Le chien

8 Décembre 2007

  « TV22, il y a lieu de mettre en surveillance une BMW de couleur blanche prise en chasse par les effectifs du 93, elle se dirige vers le département par les quais de Seine de Clichy. Véhicule signalé volé. Trois individus à bord. Viennent de commettre un vol à main armée. Prudence.
  - Reçu cinq sur cinq TN92. Ça arrive par la rive droite ou la rive gauche ?
  - Je n’ai pas l’information, une chance sur deux TV22…
  - On prend la rive gauche TN92.
  - Respect des consignes si vous récupérez la chasse TV22.
  - Reçu pour TV22. Pas de problème TN92, on a les photocopies des consignes plein la voiture, on les apprend par cœur et on se pose des questions piège.
  - Vous monterez me voir en rentrant à la base, et vous m’écrirez ça par rapport, TV22. Message terminé. »
  Un ange passe, les ailes chargées d’aigreur et de notes de service…
  « C’était peut-être pas la peine de lui dire ça, si ?
  - Bah… Quand on aura la caisse des braqueurs devant nous, on pilera devant le panneau Seine-Saint-Denis et on annoncera qu’on l’a perdue, c’est ça ?
  - Oui oui, c’est ça… Allez… »
  On roule sur le quai, les yeux fixés sur la route. Il y a peu de circulation. Si la chance nous sourit, on ne verra pas passer la voiture sur l’autre rive, et on ne poussera pas des cris de rage. Si la chance n’est pas du coté des Dalton, ça va nous arriver dessus très vite.
  « TV22 de TN92 les effectifs du 93 ont lâché en limite départementale. Normalement ça vient sur vous. Prudence !
  - C’est reçu pour TV22. »
  On est donc du bon coté de la Seine. Droit devant, toujours rien. On espère que la BMW n’a pas changé de route mais elle ne doit plus être loin. Aucun autre véhicule ne s’est annoncé sur la chasse, mais il y a sûrement des collègues civils fantômes en attente aux intersections, prêts à nous retirer le bon pain du jour de la bouche.
  « Aha ! Vous voyez ce que c’est les consignes ! Le 93 ouvre un large bec et laisse tomber sa proie !

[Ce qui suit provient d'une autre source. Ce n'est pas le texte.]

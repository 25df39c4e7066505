//! Timestamp columns shared with the producer
//!
//! The producer stores `CURRENT_TIMESTAMP` text, older rows may hold Unix
//! seconds. Both read back as Unix seconds in UTC.

use crate::error::{MediaError, Result};
use chrono::{DateTime, NaiveDate, NaiveDateTime, Utc};
use sqlx::sqlite::SqliteRow;
use sqlx::Row;

const DATE_TIME_FORMATS: &[&str] = &[
    "%Y-%m-%d %H:%M:%S%.f",
    "%Y-%m-%dT%H:%M:%S%.f",
    "%Y-%m-%d %H:%M",
    "%Y-%m-%dT%H:%M",
];

/// Storage form written by this crate, matching SQLite's `CURRENT_TIMESTAMP`
pub fn storage_timestamp(at: DateTime<Utc>) -> String {
    at.format("%Y-%m-%d %H:%M:%S").to_string()
}

/// Parse a stored timestamp string into Unix seconds.
///
/// Accepts RFC 3339 (with `Z` or an offset), `YYYY-MM-DD HH:MM:SS[.fff]`
/// with either separator, a bare date, or a number of seconds. Naive values
/// are UTC.
pub fn parse_timestamp(raw: &str) -> Option<i64> {
    let raw = raw.trim();
    if raw.is_empty() {
        return None;
    }
    if let Ok(secs) = raw.parse::<i64>() {
        return Some(secs);
    }
    if let Ok(dt) = DateTime::parse_from_rfc3339(raw) {
        return Some(dt.timestamp());
    }
    for format in DATE_TIME_FORMATS {
        if let Ok(dt) = NaiveDateTime::parse_from_str(raw, format) {
            return Some(dt.and_utc().timestamp());
        }
    }
    NaiveDate::parse_from_str(raw, "%Y-%m-%d")
        .ok()
        .and_then(|d| d.and_hms_opt(0, 0, 0))
        .map(|dt| dt.and_utc().timestamp())
}

/// Decode a nullable timestamp column stored as INTEGER, REAL or TEXT
pub(crate) fn decode_optional(row: &SqliteRow, column: &str) -> Result<Option<i64>> {
    if let Ok(secs) = row.try_get::<Option<i64>, _>(column) {
        return Ok(secs);
    }
    if let Ok(secs) = row.try_get::<Option<f64>, _>(column) {
        return Ok(secs.map(|s| s as i64));
    }

    let text: Option<String> = row.try_get(column)?;
    match text {
        None => Ok(None),
        Some(text) => parse_timestamp(&text).map(Some).ok_or_else(|| {
            MediaError::Database(format!("Unreadable timestamp '{}' in column {}", text, column))
        }),
    }
}

/// Decode a timestamp column that must be present
pub(crate) fn decode_required(row: &SqliteRow, column: &str) -> Result<i64> {
    decode_optional(row, column)?
        .ok_or_else(|| MediaError::Database(format!("Missing timestamp in column {}", column)))
}

/// SQL expression ordering a mixed INTEGER/TEXT timestamp column by time.
/// Unreadable text sorts as the epoch.
pub(crate) fn order_key(column: &str) -> String {
    format!(
        "(CASE typeof({c}) \
           WHEN 'integer' THEN {c} \
           WHEN 'real' THEN CAST({c} AS INTEGER) \
           ELSE COALESCE(CAST(strftime('%s', {c}) AS INTEGER), 0) \
         END)",
        c = column
    )
}

#[cfg(test)]
mod tests {
    use super::*;

    #[test]
    fn test_parses_producer_formats() {
        let expected = 1_767_261_600; // 2026-01-01 10:00:00 UTC
        assert_eq!(parse_timestamp("2026-01-01 10:00:00"), Some(expected));
        assert_eq!(parse_timestamp("2026-01-01 10:00:00.250"), Some(expected));
        assert_eq!(parse_timestamp("2026-01-01T10:00:00"), Some(expected));
        assert_eq!(parse_timestamp("2026-01-01T10:00:00Z"), Some(expected));
        assert_eq!(parse_timestamp("2026-01-01T12:00:00+02:00"), Some(expected));
        assert_eq!(parse_timestamp("2026-01-01"), Some(expected - 36_000));
        assert_eq!(parse_timestamp("1767261600"), Some(expected));
    }

    #[test]
    fn test_rejects_garbage() {
        assert_eq!(parse_timestamp(""), None);
        assert_eq!(parse_timestamp("yesterday"), None);
        assert_eq!(parse_timestamp("2026-13-45 99:00:00"), None);
    }

    #[test]
    fn test_storage_form_round_trips() {
        let at = DateTime::from_timestamp(1_767_261_600, 0).unwrap();
        let stored = storage_timestamp(at);
        assert_eq!(stored, "2026-01-01 10:00:00");
        assert_eq!(parse_timestamp(&stored), Some(1_767_261_600));
    }
}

  - Quelqu’un le fait taire ?... Ah ça y est… regardez ce qui nous va nous tomber dans les bras… Allez, on s’accroche… »
  Au loin, la BMW roule vers nous tous phares allumés, avec une trajectoire aussi rectiligne que la ligne blanche qu’elle chevauche. On allume le gyrophare et on accélère. A notre vue, la voiture tourne brusquement sur sa droite, et quand nous arrivons au carrefour, c’est pour la découvrir bien calée contre un feu rouge, avec ses deux phares qui louchent vers le sol, et le klaxon qui glapit tristement. Deux hommes ont réussi à s’en extraire. Mes deux collègues partent à leur poursuite dans des directions opposées. Je m’occupe du dernier passager, une jeune fille dont l’os du bras a eu moins de résistance que le matériel de voirie, et qui ne me fera pas courir. Elle n’est pas armée. Elle m’explique qu’elle a été prise en stop par les deux autres, mais un simple coup d’œil au contenu de son sac m’indique que son imagination ne carbure pas à l’adrénaline. Vu la quantité de biffetons et de bijoux qu’elle a dans sa besace, je menotte sa main valide à la poignée de la voiture, en même temps que je jette un coup d’œil dans le coffre qui s’est entrouvert avec le choc. Tout le produit du braquage est bien là… Un autre véhicule de police arrive en renfort en même temps que mes deux collègues qui reviennent essoufflés et bredouilles. Un des hommes a réussi un sprint jusqu’à la gare, et a sauté dans un train en partance vers la Seine-Saint-Denis. Retour à l’envoyeur, on transmet aussitôt l’information et le signalement. L’autre s’est volatilisé entre deux immeubles. Et la fille continue de clamer sa douleur, son innocence, l’ignominie d’un menottage sur personne mourante et tout un tas de plaintes amusantes, jusqu’à l’arrivée des pompiers qu’elle se met à insulter aussi. D’autres collègues arrivent ainsi qu’un OPJ, et nous nous chargeons de l’enquête de voisinage pour retrouver le dernier de la bande.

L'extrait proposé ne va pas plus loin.